Guidance came to me earlier today to read this reading from the Al Anon reader: Courage to Change. It’s spot on for me.. I forget at times to turn situations over, to let go and let God.. When it comes to alcoholism and its long term affects this is most necessary as it is baffling and powerful the way highs and lows as well as the urge to live and want to die oscillate not only in my sister’s illness but in my own life.. It seems to me that we live with this two forces all of the time and in some lives one or the other force dominates. We also so often seem to restle with things so far outside or our control or drive ourselves mad with worry.

I felt that huge void of lonelieness lying in bed this morning contemplating a world in which my sister has gone below ground again, but sometimes more of her soul self seems available then, even in the silence. For myself I need to remember the 3 Cs of alcoholism. I didn’t cause it, I cannot control it, nor cure it..

The reading that helped me today is shared below :


Its only natural to want a quick fix or an immediate solution to a difficult situation. As one member jokingly puts it: “God grant me patience, Lord – and hurry!” Do I have some pain or discomfort or another problem in my life? Let me fix it, or be rid of it now. Is it a situation I have lived with for twenty years? Fine. I’ll give it fifteen minutes. Perhaps I have lived with it all of my life – well then a few weeks or two. Is it connected with alcoholism? Do its roots run really deep in the ground of my being? In that case I’ll make a few program calls and share at a meeting.’

Its it still hanging on? Very well, I will launch a major campaign of self criticism. What’s wrong with me (or someone else)? Why do I have all these feelings about something that isn’t important? I’m sure I caused all of this myself: that somehow I’m to blame.

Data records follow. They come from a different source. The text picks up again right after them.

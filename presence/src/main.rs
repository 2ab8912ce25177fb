/*!
# Presence Controller

Reads the LD2450 radar over UART and turns the nearest person's distance and
direction into actuator values for the installation.

## Features

- Background acquisition with automatic reconnect
- Per-slot coordinate smoothing
- Rate-limited output channels enabled from the config file
- One-shot device query
- Live frame monitor and a query consistency check for bench work

## Usage

### Run the control loop
```bash
presence --config presence.toml run
```

### Query the module
```bash
presence --config presence.toml info
```

### Watch the frame stream
```bash
presence --config presence.toml monitor --frames 100
```

### Check that repeated queries agree
```bash
presence --config presence.toml test --count 200
```

### Generate a configuration file
```bash
presence config --output presence.toml
```
*/

use std::collections::BTreeSet;
use std::path::{Path, PathBuf};
use std::thread::JoinHandle;
use anyhow::{anyhow, Context, Result};
use clap::{Parser, Subcommand};
use ld2450::{
    AcquisitionSupervisor, ProtocolClient, SerialPortChannel, SerialPortConnector,
    SupervisorHandle,
};
use tracing::{info, warn};
use tracing_subscriber::EnvFilter;

mod config;
mod control;
mod diagnostics;
#[cfg(test)]
mod testing;

use config::{AppConfig, RadarConfig};
use control::{Capabilities, Controller, LoggingActuator};

#[derive(Parser)]
#[command(name = "presence")]
#[command(about = "Radar-driven presence controller")]
#[command(version)]
struct Cli {
    #[command(subcommand)]
    command: Option<Commands>,

    /// Configuration file path
    #[arg(short, long, default_value = "presence.toml")]
    config: PathBuf,

    /// Serial device, overrides the config file
    #[arg(short, long)]
    port: Option<String>,
}

#[derive(Subcommand)]
enum Commands {
    /// Run acquisition and the control loop (default)
    Run,

    /// Print firmware, radio, tracking and zone settings
    Info,

    /// Print decoded frames with queue depth and serial backlog
    Monitor {
        /// Stop after this many frames (default: until Ctrl+C)
        #[arg(short, long)]
        frames: Option<u64>,
    },

    /// Repeat the read-only queries and report every distinct answer
    Test {
        /// Number of query rounds
        #[arg(short = 'n', long, default_value = "10")]
        count: u32,
    },

    /// Generate configuration file
    Config {
        /// Output path for configuration file
        #[arg(short, long, default_value = "presence.toml")]
        output: PathBuf,
    },
}

fn main() -> Result<()> {
    let cli = Cli::parse();

    // Logs go to stderr; stdout carries command output
    tracing_subscriber::fmt()
        .with_writer(std::io::stderr)
        .with_env_filter(
            EnvFilter::try_from_default_env().unwrap_or_else(|_| EnvFilter::new("info")),
        )
        .init();

    match cli.command {
        Some(Commands::Config { output }) => generate_config_file(output),
        Some(Commands::Info) => {
            let config = load_config(&cli.config, cli.port)?;
            print_device_info(&config)
        }
        Some(Commands::Monitor { frames }) => {
            let config = load_config(&cli.config, cli.port)?;
            monitor_frames(&config.radar, frames)
        }
        Some(Commands::Test { count }) => {
            let config = load_config(&cli.config, cli.port)?;
            check_query_consistency(&config.radar, count)
        }
        Some(Commands::Run) | None => {
            let config = load_config(&cli.config, cli.port)?;
            run_controller(config)
        }
    }
}

fn load_config(path: &Path, port: Option<String>) -> Result<AppConfig> {
    let mut config = if path.exists() {
        AppConfig::load_from_file(path)?
    } else {
        warn!("⚠️ {} not found, using defaults", path.display());
        AppConfig::new()
    };

    if let Some(port) = port {
        config.radar.port = port;
    }
    Ok(config)
}

/// Run acquisition on a background thread and the control loop on this one
fn run_controller(config: AppConfig) -> Result<()> {
    let radar = &config.radar;
    println!("🚀 Starting presence controller");
    println!("🔌 Port: {} @ {} baud", radar.port, radar.baud_rate);

    let capabilities =
        Capabilities::from_config(&config).context("Invalid output channel settings")?;
    if capabilities.is_empty() {
        warn!("⚠️ No output channels configured, only tracking");
    }
    let mut controller = Controller::new(radar, capabilities, LoggingActuator::new(&config))
        .context("Invalid smoothing settings")?;

    let (handle, acquisition) = start_acquisition(radar)?;
    controller.run(&handle, radar.poll_interval());

    acquisition
        .join()
        .map_err(|_| anyhow!("Acquisition thread panicked"))?;

    let stats = handle.stats();
    info!(
        "📊 {} frames decoded, {} dropped, {} anomalies, {} reconnects",
        stats.frames_decoded, stats.frames_dropped, stats.anomalies, stats.reconnects
    );
    println!("✅ Presence controller stopped");
    Ok(())
}

/// Spawn the acquisition loop with a Ctrl+C handler that stops it
fn start_acquisition(radar: &RadarConfig) -> Result<(SupervisorHandle, JoinHandle<()>)> {
    let connector = SerialPortConnector {
        path: radar.port.clone(),
        baud_rate: radar.baud_rate,
        read_timeout: radar.read_timeout(),
    };
    let supervisor = AcquisitionSupervisor::new(connector, radar.supervisor_config());
    let handle = supervisor.handle();

    // Set up Ctrl+C handler
    let stopper = handle.clone();
    ctrlc::set_handler(move || {
        println!("\n🛑 Received Ctrl+C, shutting down gracefully...");
        stopper.stop();
    })?;

    let acquisition = supervisor
        .spawn()
        .context("Failed to start acquisition thread")?;
    Ok((handle, acquisition))
}

/// Stream frames to stdout; stale input is dropped on every connect
fn monitor_frames(radar: &RadarConfig, frames: Option<u64>) -> Result<()> {
    println!("📡 Monitoring {} @ {} baud", radar.port, radar.baud_rate);
    let (handle, acquisition) = start_acquisition(radar)?;

    let result = diagnostics::monitor(&handle, frames, &mut std::io::stdout().lock());
    handle.stop();
    acquisition
        .join()
        .map_err(|_| anyhow!("Acquisition thread panicked"))?;
    let shown = result.context("Failed to write to stdout")?;

    let stats = handle.stats();
    println!(
        "📊 {} frames shown, {} decoded, {} dropped, {} anomalies",
        shown, stats.frames_decoded, stats.frames_dropped, stats.anomalies
    );
    Ok(())
}

/// Run the query rounds against the module and print the distinct answers
fn check_query_consistency(radar: &RadarConfig, count: u32) -> Result<()> {
    let channel = SerialPortChannel::open(&radar.port, radar.baud_rate, radar.read_timeout())
        .with_context(|| format!("Failed to open {}", radar.port))?;
    let mut client = ProtocolClient::new(channel);

    println!("🔁 Querying {} rounds", count);
    let report = diagnostics::query_consistency(&mut client, count)
        .context("Lost the radar during the query rounds")?;

    let show = |set: &BTreeSet<String>| set.iter().cloned().collect::<Vec<_>>().join(", ");
    println!("📟 Firmware version: [{}]", show(&report.firmware));
    println!("📶 MAC address:      [{}]", show(&report.mac));
    println!("🎯 Tracking mode:    [{}]", show(&report.tracking));
    if report.failures > 0 {
        println!("⚠️ {} of {} queries failed", report.failures, report.rounds * 3);
    }
    if report.is_consistent() {
        println!("✅ {} rounds, answers consistent", report.rounds);
    } else {
        println!("❌ {} rounds, answers differ", report.rounds);
    }
    Ok(())
}

/// Query the module once and print its settings
fn print_device_info(config: &AppConfig) -> Result<()> {
    let radar = &config.radar;
    let channel = SerialPortChannel::open(&radar.port, radar.baud_rate, radar.read_timeout())
        .with_context(|| format!("Failed to open {}", radar.port))?;
    let mut client = ProtocolClient::new(channel);

    let info = client
        .device_info()
        .context("Failed to query the radar")?;

    println!("📟 Firmware:    {}", info.firmware);
    match info.mac {
        Some(mac) => println!("📶 Bluetooth:   on ({})", mac),
        None => println!("📶 Bluetooth:   off"),
    }
    println!("🎯 Tracking:    {:?}", info.tracking);
    println!("🗺️ Zone filter: {:?}", info.zone_filter.mode);
    for (i, region) in info.zone_filter.regions.iter().enumerate() {
        println!(
            "   region {}: ({}, {}) - ({}, {})",
            i + 1,
            region.x1,
            region.y1,
            region.x2,
            region.y2
        );
    }
    Ok(())
}

/// Generate a default configuration file
fn generate_config_file(output_path: PathBuf) -> Result<()> {
    let config = AppConfig::new();
    config.save_to_file(&output_path)?;

    println!("✅ Generated configuration file: {}", output_path.display());
    println!("📝 Edit the file to customize settings, then run:");
    println!("   presence --config {} run", output_path.display());

    Ok(())
}
/*!
Command frame encoding and response framing.

A configuration command travels as

```text
FD FC FB FA | length (u16 LE) | word (u16 LE) | value | 04 03 02 01
```

where `length` counts the word and value bytes. The device answers with the
same envelope; its payload echoes the word with bit `0x0100` set and carries
a 16-bit ack status at offset 4.
*/

use tracing::trace;

use crate::error::FramingError;
use crate::protocol::{CMD_FOOTER, CMD_HEADER};

/// Offset of the ack status inside a response payload
const ACK_OFFSET: usize = 4;

/// Offset of command-specific data inside a response payload
const DATA_OFFSET: usize = 6;

/// Bit the device sets in the echoed command word
pub const ACK_WORD_FLAG: u16 = 0x0100;

/// A single configuration command
#[derive(Debug, Clone, PartialEq, Eq)]
pub struct Command {
    /// Command word, e.g. `0x00A0` for "read firmware version"
    pub word: u16,
    /// Value bytes in logical (big-endian) order
    pub value: Vec<u8>,
    /// Whether the value bytes are reversed on the wire
    pub reverse_value: bool,
}

impl Command {
    /// Command with no value payload
    pub fn new(word: u16) -> Self {
        Self {
            word,
            value: Vec::new(),
            reverse_value: true,
        }
    }

    /// Command with a value that is byte-reversed on the wire
    pub fn with_value(word: u16, value: impl Into<Vec<u8>>) -> Self {
        Self {
            word,
            value: value.into(),
            reverse_value: true,
        }
    }

    /// Command whose value bytes are sent as given
    pub fn with_raw_value(word: u16, value: impl Into<Vec<u8>>) -> Self {
        Self {
            word,
            value: value.into(),
            reverse_value: false,
        }
    }

    /// Encode into a complete wire frame
    pub fn encode(&self) -> Vec<u8> {
        encode(self.word, &self.value, self.reverse_value)
    }
}

/// Build a full command frame.
///
/// The word is always written byte-reversed (little-endian). The value is
/// reversed only when `reverse_value` is set; zone filter commands pass
/// their region table already in wire order.
pub fn encode(word: u16, value: &[u8], reverse_value: bool) -> Vec<u8> {
    let length = (2 + value.len()) as u16;

    let mut frame = Vec::with_capacity(CMD_HEADER.len() + 4 + value.len() + CMD_FOOTER.len());
    frame.extend_from_slice(&CMD_HEADER);
    frame.extend_from_slice(&length.to_le_bytes());
    frame.extend_from_slice(&word.to_le_bytes());
    if reverse_value {
        frame.extend(value.iter().rev());
    } else {
        frame.extend_from_slice(value);
    }
    frame.extend_from_slice(&CMD_FOOTER);
    frame
}

/// Seed for the XOR checksum: doubled device address XOR register
pub fn checksum_seed(address: u8, register: u8) -> u8 {
    address.wrapping_mul(2) ^ register
}

/// XOR every message byte into the seed
pub fn checksum(seed: u8, message: &[u8]) -> u8 {
    message.iter().fold(seed, |acc, b| acc ^ b)
}

/// DDC/CI address of the display brightness chip
pub const DDC_ADDRESS: u8 = 0x37;

/// DDC/CI sub-address register
pub const DDC_REGISTER: u8 = 0x51;

/// Block for the brightness chip's "set VCP 0x10" request, checksum appended.
///
/// The I2C write itself belongs to the brightness driver.
pub fn brightness_message(value: u8) -> Vec<u8> {
    let mut message = vec![0x84, 0x03, 0x10, 0x00, value];
    let cs = checksum(checksum_seed(DDC_ADDRESS, DDC_REGISTER), &message);
    message.push(cs);
    message
}

/// Payload of a command response, between header and footer
#[derive(Debug, Clone, PartialEq, Eq)]
pub struct ResponseFrame {
    payload: Vec<u8>,
}

impl ResponseFrame {
    /// Raw payload bytes, starting with the length field
    pub fn payload(&self) -> &[u8] {
        &self.payload
    }

    /// Declared length of word + data
    pub fn length(&self) -> u16 {
        u16::from_le_bytes([self.payload[0], self.payload[1]])
    }

    /// Echoed command word as sent by the device
    pub fn word(&self) -> u16 {
        u16::from_le_bytes([self.payload[2], self.payload[3]])
    }

    /// Echoed word with the device's ack bit cleared
    pub fn command_word(&self) -> u16 {
        self.word() & !ACK_WORD_FLAG
    }

    /// Ack status; zero means success
    pub fn ack_status(&self) -> u16 {
        u16::from_le_bytes([self.payload[ACK_OFFSET], self.payload[ACK_OFFSET + 1]])
    }

    /// True iff the device accepted the command
    pub fn is_acknowledged(&self) -> bool {
        self.ack_status() == 0
    }

    /// Command-specific data after the ack field
    pub fn data(&self) -> &[u8] {
        &self.payload[DATA_OFFSET..]
    }

    /// Little-endian u16 at a payload offset
    pub fn u16_at(&self, offset: usize) -> Option<u16> {
        self.payload
            .get(offset..offset + 2)
            .map(|b| u16::from_le_bytes([b[0], b[1]]))
    }
}

/// Extract the response payload from whatever the port returned.
///
/// Leading garbage is skipped by slicing after the last header occurrence.
pub fn decode_response(raw: &[u8]) -> Result<ResponseFrame, FramingError> {
    let start = find_last(raw, &CMD_HEADER).ok_or(FramingError::MissingHeader {
        received: raw.len(),
    })? + CMD_HEADER.len();

    let rest = &raw[start..];
    if !rest.ends_with(&CMD_FOOTER) {
        return Err(FramingError::MissingFooter);
    }
    let payload = &rest[..rest.len() - CMD_FOOTER.len()];

    if payload.len() < DATA_OFFSET {
        return Err(FramingError::TooShort { len: payload.len() });
    }

    let declared = u16::from_le_bytes([payload[0], payload[1]]) as usize;
    let actual = payload.len() - 2;
    if declared != actual {
        return Err(FramingError::LengthMismatch { declared, actual });
    }

    trace!("response payload: {}", hex::encode(payload));
    Ok(ResponseFrame {
        payload: payload.to_vec(),
    })
}

fn find_last(haystack: &[u8], needle: &[u8]) -> Option<usize> {
    if haystack.len() < needle.len() {
        return None;
    }
    (0..=haystack.len() - needle.len())
        .rev()
        .find(|&i| &haystack[i..i + needle.len()] == needle)
}

#[cfg(test)]
mod tests {
    use super::*;

    #[test]
    fn test_encode_enter_config() {
        let frame = encode(0x00FF, &[0x00, 0x01], true);
        assert_eq!(
            frame,
            vec![
                0xFD, 0xFC, 0xFB, 0xFA, 0x04, 0x00, 0xFF, 0x00, 0x01, 0x00, 0x04, 0x03, 0x02,
                0x01
            ]
        );
    }

    #[test]
    fn test_encode_raw_value_keeps_order() {
        let frame = encode(0x00C2, &[0x01, 0x00, 0x10, 0x20], false);
        assert_eq!(&frame[4..6], &[0x06, 0x00]);
        assert_eq!(&frame[6..8], &[0xC2, 0x00]);
        assert_eq!(&frame[8..12], &[0x01, 0x00, 0x10, 0x20]);
    }

    #[test]
    fn test_checksum_deterministic() {
        let message = [0x84, 0x03, 0x10, 0x00, 0x32];
        let seed = checksum_seed(0x37, 0x51);
        assert_eq!(seed, 0x6E ^ 0x51);
        assert_eq!(checksum(seed, &message), checksum(seed, &message));
        assert_eq!(checksum(seed, &[]), seed);
    }

    #[test]
    fn test_brightness_message() {
        let message = brightness_message(50);
        assert_eq!(message.len(), 6);
        assert_eq!(&message[..5], &[0x84, 0x03, 0x10, 0x00, 50]);
        // The appended byte zeroes the XOR over seed + whole block
        let seed = checksum_seed(DDC_ADDRESS, DDC_REGISTER);
        assert_eq!(checksum(seed, &message), 0);
    }

    #[test]
    fn test_encode_decode_recovers_word() {
        for word in [0x00A0u16, 0x00A5, 0x00C2, 0x0091] {
            let frame = Command::with_value(word, vec![0x00, 0x01]).encode();
            let response = decode_response(&frame).unwrap();
            assert_eq!(response.word(), word);
            assert_eq!(response.length() as usize, 4);
        }
    }

    #[test]
    fn test_decode_ack_response() {
        // Enter config ack: protocol version 1, buffer size 0x40
        let raw = [
            0xFD, 0xFC, 0xFB, 0xFA, 0x08, 0x00, 0xFF, 0x01, 0x00, 0x00, 0x01, 0x00, 0x40, 0x00,
            0x04, 0x03, 0x02, 0x01,
        ];
        let response = decode_response(&raw).unwrap();
        assert!(response.is_acknowledged());
        assert_eq!(response.word(), 0x01FF);
        assert_eq!(response.command_word(), 0x00FF);
        assert_eq!(response.data(), &[0x01, 0x00, 0x40, 0x00]);
    }

    #[test]
    fn test_decode_negative_ack() {
        let raw = [
            0xFD, 0xFC, 0xFB, 0xFA, 0x04, 0x00, 0x90, 0x01, 0x01, 0x00, 0x04, 0x03, 0x02, 0x01,
        ];
        let response = decode_response(&raw).unwrap();
        assert!(!response.is_acknowledged());
        assert_eq!(response.ack_status(), 1);
    }

    #[test]
    fn test_decode_skips_leading_garbage() {
        let mut raw = vec![0xAA, 0xFF, 0x03, 0x00, 0x12, 0xFD, 0xFC, 0xFB, 0xFA];
        raw.extend_from_slice(&[
            0xFD, 0xFC, 0xFB, 0xFA, 0x04, 0x00, 0xFE, 0x01, 0x00, 0x00, 0x04, 0x03, 0x02, 0x01,
        ]);
        let response = decode_response(&raw).unwrap();
        assert_eq!(response.command_word(), 0x00FE);
        assert!(response.is_acknowledged());
    }

    #[test]
    fn test_decode_framing_errors() {
        assert_eq!(
            decode_response(&[0x01, 0x02]),
            Err(FramingError::MissingHeader { received: 2 })
        );
        assert_eq!(
            decode_response(&[0xFD, 0xFC, 0xFB, 0xFA, 0x04, 0x00, 0xFE, 0x01]),
            Err(FramingError::MissingFooter)
        );
        assert_eq!(
            decode_response(&[0xFD, 0xFC, 0xFB, 0xFA, 0x01, 0x04, 0x03, 0x02, 0x01]),
            Err(FramingError::TooShort { len: 1 })
        );
        assert_eq!(
            decode_response(&[
                0xFD, 0xFC, 0xFB, 0xFA, 0x09, 0x00, 0xFE, 0x01, 0x00, 0x00, 0x04, 0x03, 0x02,
                0x01
            ]),
            Err(FramingError::LengthMismatch {
                declared: 9,
                actual: 4
            })
        );
    }
}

Heaven forbid I should surrender, accept the discomfort, and pray for guidance.

Today’s Reminder

Willpower cannot eliminate in a day troubles that have taken root and flourished in my life for decades. Things take time.

You cannot create a statue by smashing the marble with a hammer, and you cannot by force of arms release the spirit or soul of man.

Confucius

8 thoughts on “The roots of alcoholism lie deep

  1. Yeah…but isn’t is the hard reality of life? What is life without struggle? Grinding is a part of our life; it is very much necessary for our better transformation, even if the process seems very rough. As humans we tend to become anxious, overwhelmed with problems we cannot control. And yes, we often forget to let go of the things which are beyond our control coz its easier said than done. I pray for your sister’s good health and loads of courage and strength to you.

      1. 🙂 Its all the same with every humans Ma’am. We all know and suggest others about letting life take its own course, but still when it comes on us, we struggle. Have faith this too shall pass.